6.3 MODEL obtained according to 6.21Detecting original image cut by coordinate frame and picture data under pretreatment, inputting cut multi-channel data into MODEL2And (3) detecting an algorithm model, wherein the basic flow is shown in figure 2, and finally obtaining the defect result of the inspection image equipment.
Example two
The difference from the above embodiments is that the input data of the embodiment is a predetermined area inspection image acquired by the unmanned aerial vehicle, and the identification target to be identified is an area disaster (such as debris flow, fire, etc.).
And acquiring a patrol inspection image of a region to be observed, and performing image preprocessing, wherein the preprocessing method comprises image rotation, image mirroring, image defogging, image enhancement, image deblurring and other methods.
And carrying out image expansion.
The image expansion can be performed by selecting and traversing all image processing methods to perform sample expansion, and can also be performed by selecting the image processing methods in a random probability mode to perform sample expansion.
Construction of MODEL1The detection algorithm MODEL is used for detecting the environment target area of the original image to be detected and the image after image preprocessing, filtering the overlapped frame of the multi-image parallel target detection result by using a non-maximum suppression method, obtaining a primary detection result, realizing primary positioning of a significant environment area and obtaining MODEL1An environmental target area.
Construction of MODEL2Detection of algorithm MODEL, MODEL1Original image of environment target area and area image input MODEL after cutting out preprocessing2In the algorithm detection MODEL, through MODEL2The algorithm detection network detects the environment area and the type, the multi-image parallel type prediction result filters the overlapped frames by using a non-maximum suppression method, and a final disaster detection result is obtained.
The corresponding product providing examples:
the cascade target recognition system based on deep learning comprises:
the sample processing module is configured to obtain a training sample of the inspection image, perform target frame marking on a target detection sample, and expand the number of samples;
a MODEL construction and training module configured to perform MODEL1Deep learning target region detection algorithm MODEL training is carried out to carry out MODEL2Training a deep learning target type detection algorithm model;
the target sample acquisition module is configured to acquire a sample to be detected of the inspection image, preprocess the sample and realize multi-path sample input MODEL1The detection algorithm is used for carrying out primary positioning and classification on the target salient region to obtain a plurality of paths of primary target regions and primary target types;
an identification module configured to identify multiple MODELs1Target area input MODEL2Detection algorithm to realize MODEL1Refined intelligent prediction and reasoning prediction MODEL of target area2Target area, and determines MODEL2And (4) acquiring the target type of the target area, and finally acquiring the area and the type of the target.

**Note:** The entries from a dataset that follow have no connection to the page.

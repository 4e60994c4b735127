//! Raw channel values.
//!
//! Turns the transport's view of a request into the `serde_json::Value`
//! each channel holds before validation.

use bytes::Bytes;
use http::header::COOKIE;
use http::HeaderMap;
use keystone_core::{Issue, Issues};
use keystone_router::Params;
use serde_json::map::Entry;
use serde_json::{Map, Value};

/// The four raw channel values of one request.
#[derive(Debug, Clone, PartialEq)]
pub struct RawInput {
    /// Path parameters as an object of strings.
    pub params: Value,
    /// Parsed body.
    pub body: Value,
    /// Query as an object of strings (arrays for repeated keys).
    pub query: Value,
    /// Cookies as an object of strings.
    pub cookies: Value,
}

impl Default for RawInput {
    fn default() -> Self {
        Self {
            params: Value::Object(Map::new()),
            body: Value::Null,
            query: Value::Object(Map::new()),
            cookies: Value::Object(Map::new()),
        }
    }
}

/// Converts matched path parameters, percent-decoding each value.
///
/// A value that does not decode to UTF-8 is reported under its parameter
/// name.
pub fn params_value(params: Params) -> Result<Value, Issues> {
    let mut map = Map::new();
    let mut issues = Issues::new();
    for (name, raw) in params {
        match urlencoding::decode(&raw) {
            Ok(value) => {
                map.insert(name, Value::String(value.into_owned()));
            }
            Err(_) => issues.push(
                Issue::new(&name, "path parameter is not valid UTF-8 once decoded")
                    .with_code("invalid_encoding"),
            ),
        }
    }

    if issues.is_empty() {
        Ok(Value::Object(map))
    } else {
        Err(issues)
    }
}

/// Parses a request body.
///
/// Empty bodies become `null`; payloads that are not JSON are kept as a
/// string.
#[must_use]
pub fn body_value(body: &Bytes) -> Value {
    if body.is_empty() {
        return Value::Null;
    }
    serde_json::from_slice(body)
        .unwrap_or_else(|_| Value::String(String::from_utf8_lossy(body).into_owned()))
}

/// Parses a query string. Repeated keys collect into arrays.
///
/// Decoding is lossy: invalid escapes are kept verbatim and invalid UTF-8
/// becomes U+FFFD.
#[must_use]
pub fn query_value(query: Option<&str>) -> Value {
    // String pairs always deserialize; the fallback is never taken.
    let pairs: Vec<(String, String)> =
        serde_urlencoded::from_str(query.unwrap_or("")).unwrap_or_default();

    let mut map = Map::new();
    for (key, value) in pairs {
        match map.entry(key) {
            Entry::Vacant(slot) => {
                slot.insert(Value::String(value));
            }
            Entry::Occupied(mut slot) => match slot.get_mut() {
                Value::Array(items) => items.push(Value::String(value)),
                single => {
                    let first = single.take();
                    *single = Value::Array(vec![first, Value::String(value)]);
                }
            },
        }
    }
    Value::Object(map)
}

/// Parses every `Cookie` header into one object. Later duplicates win.
#[must_use]
pub fn cookies_value(headers: &HeaderMap) -> Value {
    let mut map = Map::new();
    for header in headers.get_all(COOKIE) {
        let Ok(header) = header.to_str() else {
            continue;
        };
        for cookie in header.split(';') {
            if let Some((name, value)) = cookie.trim().split_once('=') {
                let name = name.trim();
                if name.is_empty() {
                    continue;
                }
                let value = value.trim().trim_matches('"');
                map.insert(name.to_string(), Value::String(value.to_string()));
            }
        }
    }
    Value::Object(map)
}
use thiserror::Error;

#[derive(Error, Debug)]
pub enum ContactsError {
    #[error("phone must be in XXXXXXXXXX format")]
    InvalidFormat,

    #[error("Contact name {0:?} is invalid: it must be non-empty, without ';' or line breaks")]
    InvalidName(String),

    #[error("Phone no {0} already exist.")]
    DuplicatePhone(String),

    #[error("Phone number {0} is not found.")]
    PhoneNotFound(String),

    #[error("Contact name {0} already exist.")]
    DuplicateContact(String),

    #[error("Contact name {0} is not found.")]
    ContactNotFound(String),

    #[error("IO error: {0}")]
    Io(#[from] std::io::Error),

    #[error("Config error: {0}")]
    Config(#[from] serde_json::Error),

    /// Raised by the session layer when a command gets the wrong number of arguments.
    #[error("invalid params. The correct is: {0}")]
    Argument(String),
}

/// The failure taxonomy, stripped of payloads.
#[derive(Debug, Clone, Copy, PartialEq, Eq, Hash)]
pub enum ErrorKind {
    InvalidFormat,
    InvalidName,
    DuplicatePhone,
    PhoneNotFound,
    DuplicateContact,
    ContactNotFound,
    Io,
    Config,
    Argument,
}

impl ContactsError {
    pub fn kind(&self) -> ErrorKind {
        match self {
            ContactsError::InvalidFormat => ErrorKind::InvalidFormat,
            ContactsError::InvalidName(_) => ErrorKind::InvalidName,
            ContactsError::DuplicatePhone(_) => ErrorKind::DuplicatePhone,
            ContactsError::PhoneNotFound(_) => ErrorKind::PhoneNotFound,
            ContactsError::DuplicateContact(_) => ErrorKind::DuplicateContact,
            ContactsError::ContactNotFound(_) => ErrorKind::ContactNotFound,
            ContactsError::Io(_) => ErrorKind::Io,
            ContactsError::Config(_) => ErrorKind::Config,
            ContactsError::Argument(_) => ErrorKind::Argument,
        }
    }
}

pub type Result<T> = std::result::Result<T, ContactsError>;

A computer-readable storage medium, wherein a plurality of instructions are stored, the instructions being adapted to be loaded by a processor of a terminal device and to perform all or part of the steps of the above-mentioned deep learning based cascaded object recognition method.
A terminal device comprising a processor and a computer readable storage medium, the processor being configured to implement instructions; the computer readable storage medium is used for storing a plurality of instructions which are suitable for being loaded by a processor and executing all or part of the steps of the deep learning based cascading object recognition method.
As will be appreciated by one skilled in the art, embodiments of the present disclosure may be provided as a method, system, or computer program product. Accordingly, the present disclosure may take the form of an entirely hardware embodiment, an entirely software embodiment or an embodiment combining software and hardware aspects. Furthermore, the present disclosure may take the form of a computer program product embodied on one or more computer-usable storage media (including, but not limited to, disk storage, CD-ROM, optical storage, and so forth) having computer-usable program code embodied therein.
The present disclosure is described with reference to flowchart illustrations and/or block diagrams of methods, apparatus (systems), and computer program products according to embodiments of the disclosure. It will be understood that each flow and/or block of the flow diagrams and/or block diagrams, and combinations of flows and/or blocks in the flow diagrams and/or block diagrams, can be implemented by computer program instructions. These computer program instructions may be provided to a processor of a general purpose computer, special purpose computer, embedded processor, or other programmable data processing apparatus to produce a machine, such that the instructions, which execute via the processor of the computer or other programmable data processing apparatus, create means for implementing the functions specified in the flowchart flow or flows and/or block diagram block or blocks.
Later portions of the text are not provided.